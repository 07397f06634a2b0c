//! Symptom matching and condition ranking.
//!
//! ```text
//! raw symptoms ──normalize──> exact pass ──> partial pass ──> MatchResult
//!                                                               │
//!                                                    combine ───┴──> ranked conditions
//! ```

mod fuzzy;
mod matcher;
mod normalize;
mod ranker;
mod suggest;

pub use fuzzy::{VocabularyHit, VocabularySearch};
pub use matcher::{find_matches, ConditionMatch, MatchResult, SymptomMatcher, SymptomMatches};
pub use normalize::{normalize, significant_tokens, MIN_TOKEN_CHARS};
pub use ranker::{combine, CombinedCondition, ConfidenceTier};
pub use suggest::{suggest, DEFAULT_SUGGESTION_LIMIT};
───
WHAT YOU WILL DO: Each line from the one containing "mod matcher;" to the end of the records should be echoed exactly, and no other line.

SOLUTION TO THIS PROBLEM:
mod matcher;
mod normalize;
mod ranker;
mod suggest;

pub use fuzzy::{VocabularyHit, VocabularySearch};
pub use matcher::{find_matches, ConditionMatch, MatchResult, SymptomMatcher, SymptomMatches};
pub use normalize::{normalize, significant_tokens, MIN_TOKEN_CHARS};
pub use ranker::{combine, CombinedCondition, ConfidenceTier};
pub use suggest::{suggest, DEFAULT_SUGGESTION_LIMIT};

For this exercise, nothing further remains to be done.